Antik Yunan felsefesinde evrenin hangi kökenden türediğini, ana unsurunun ne olduğunu
konu edinen soruna “arkhe sorunu”, bu arkhe den evrendeki tüm bu görünür çokluğun nasıl
türediği sorununa ise “oluş sorunu” denmekteydi. Oluş sorunu, aynı zamanda evrendeki hareket ve oluşun hangi ilke ya da yasalara bağlı olduğunu belirlemek sorunuydu.
THALES
Thales, Eski Çağ Ege Medeniyeti’nde doğanın, ‘doğa dışı’ unsurlardan ziyade kendisinden
hareketle açıklanması anlayışının filizlenmesine temel teşkil edecek dönüşümün habercilerindendir. Felsefe, tanışık olduğumuz anlamıyla ilkin Eski Yunan Düşüncesinde Thales ile başladığı ve Pythagoras tarafından terminolojiye geçirildiği kabul edilen bir etkinliğin adıdır.
“Felsefe sorularındaki nedir... felsefe sorusunu var eden temel etkendir” (Uygur, 1984: 26).
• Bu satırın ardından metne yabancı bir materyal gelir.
//! Compilation of condition trees into parameterized predicates.
//!
//! A comparison renders as `<column> <symbol> <placeholder>` and appends its literal to
//! the parameter list; a composite renders as `(<child> <OP> <child> ...)`. Every
//! composite is parenthesized, so `(A AND B) OR C` and `A AND (B OR C)` never flatten to
//! the same text. The n-th placeholder always refers to the n-th parameter.

use serde::Deserialize;

use super::Condition;
use crate::error::FacadeError;
use crate::value::Value;

/// Placeholder and identifier quoting conventions of the target store.
#[derive(Debug, Clone, Copy, PartialEq, Eq, Hash, Default, Deserialize)]
pub enum Dialect {
    /// `$1, $2, ...` placeholders, `"double quoted"` identifiers
    #[default]
    #[serde(rename = "postgres", alias = "postgresql")]
    Postgres,
    /// `?` placeholders, `` `backtick quoted` `` identifiers
    #[serde(rename = "mysql")]
    MySql,
}

impl Dialect {
    /// Quote an identifier, doubling any embedded quote character.
    pub fn quote_identifier(self, identifier: &str) -> String {
        let quote = self.identifier_quote();
        let escaped = identifier.replace(quote, &format!("{quote}{quote}"));
        format!("{quote}{escaped}{quote}")
    }

    pub fn identifier_quote(self) -> char {
        match self {
            Dialect::Postgres => '"',
            Dialect::MySql => '`',
        }
    }

    /// Placeholder for the 1-based parameter `index`.
    pub fn placeholder(self, index: usize) -> String {
        match self {
            Dialect::Postgres => format!("${index}"),
            Dialect::MySql => "?".to_string(),
        }
    }
}

/// Compiled predicate: template text plus positional parameters.
#[derive(Debug, Clone, PartialEq)]
pub struct Predicate {
    template: String,
    params: Vec<Value>,
    first_index: usize,
}

impl Predicate {
    /// Index of the first placeholder; `params()[0]` binds to it.
    pub fn first_index(&self) -> usize {
        self.first_index
    }

    pub fn template(&self) -> &str {
        &self.template
    }

    pub fn params(&self) -> &[Value] {
        &self.params
    }

    pub fn into_parts(self) -> (String, Vec<Value>) {
        (self.template, self.params)
    }
}

/// Recursive, order-preserving condition compiler.
#[derive(Debug, Clone, Copy)]
pub struct PredicateCompiler {
    dialect: Dialect,
    first_index: usize,
}

impl PredicateCompiler {
    pub fn new(dialect: Dialect) -> Self {
        Self {
            dialect,
            first_index: 1,
        }
    }

    /// Number the first placeholder `index` instead of 1, leaving room for
    /// parameters the executor binds ahead of the predicate (UPDATE ... SET).
    #[must_use]
    pub fn starting_at(mut self, index: usize) -> Self {
        self.first_index = index.max(1);
        self
    }

    pub fn dialect(&self) -> Dialect {
        self.dialect
    }

    /// Compile `condition`.
    ///
    /// # Errors
    ///
    /// Returns `FacadeError::Configuration` when a comparison has an empty column name.
    pub fn compile(&self, condition: &Condition) -> Result<Predicate, FacadeError> {
        let mut template = String::new();
        let mut params = Vec::with_capacity(condition.leaf_count());
        self.compile_into(condition, &mut template, &mut params)?;
        Ok(Predicate {
            template,
            params,
            first_index: self.first_index,
        })
    }

    fn compile_into(
        &self,
        condition: &Condition,
        template: &mut String,
        params: &mut Vec<Value>,
    ) -> Result<(), FacadeError> {
        match condition {
            Condition::Comparison(c) => {
                if c.column().is_empty() {
                    return Err(FacadeError::configuration(format!(
                        "Comparison '{} {}' has an empty column name",
                        c.operator().symbol(),
                        c.value()
                    )));
                }
                let placeholder = self.dialect.placeholder(self.first_index + params.len());
                template.push_str(&self.dialect.quote_identifier(c.column()));
                template.push(' ');
                template.push_str(c.operator().symbol());
                template.push(' ');
                template.push_str(&placeholder);
                params.push(c.value().clone());
            }
            Condition::Composite(c) => {
                template.push('(');
                for (i, child) in c.conditions().iter().enumerate() {
                    if i > 0 {
                        template.push(' ');
                        template.push_str(c.operator().keyword());
                        template.push(' ');
                    }
                    self.compile_into(child, template, params)?;
                }
                template.push(')');
            }
        }
        Ok(())
    }
}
Varlığın aslının ve esasının, var olanların kaynağının ne olduğu sorusuna verilen yanıtlar, bütün düşünce tarihi dikkate alındığında son derece çeşitlilik göstermektedir. Verilen yanıtlardan biri, dünyanın kendi değişimini temin edebilecek bir canlılığa sahip olduğudur. Onlara
göre dünyanın ana unsurunu oluşturan şey hem maddi hem canlı hem de ruhludur. Maddeye
aynı zamanda bir tür canlılık ya da ruhluluk atfeden bu düşünceye hylozoizm adı verilir.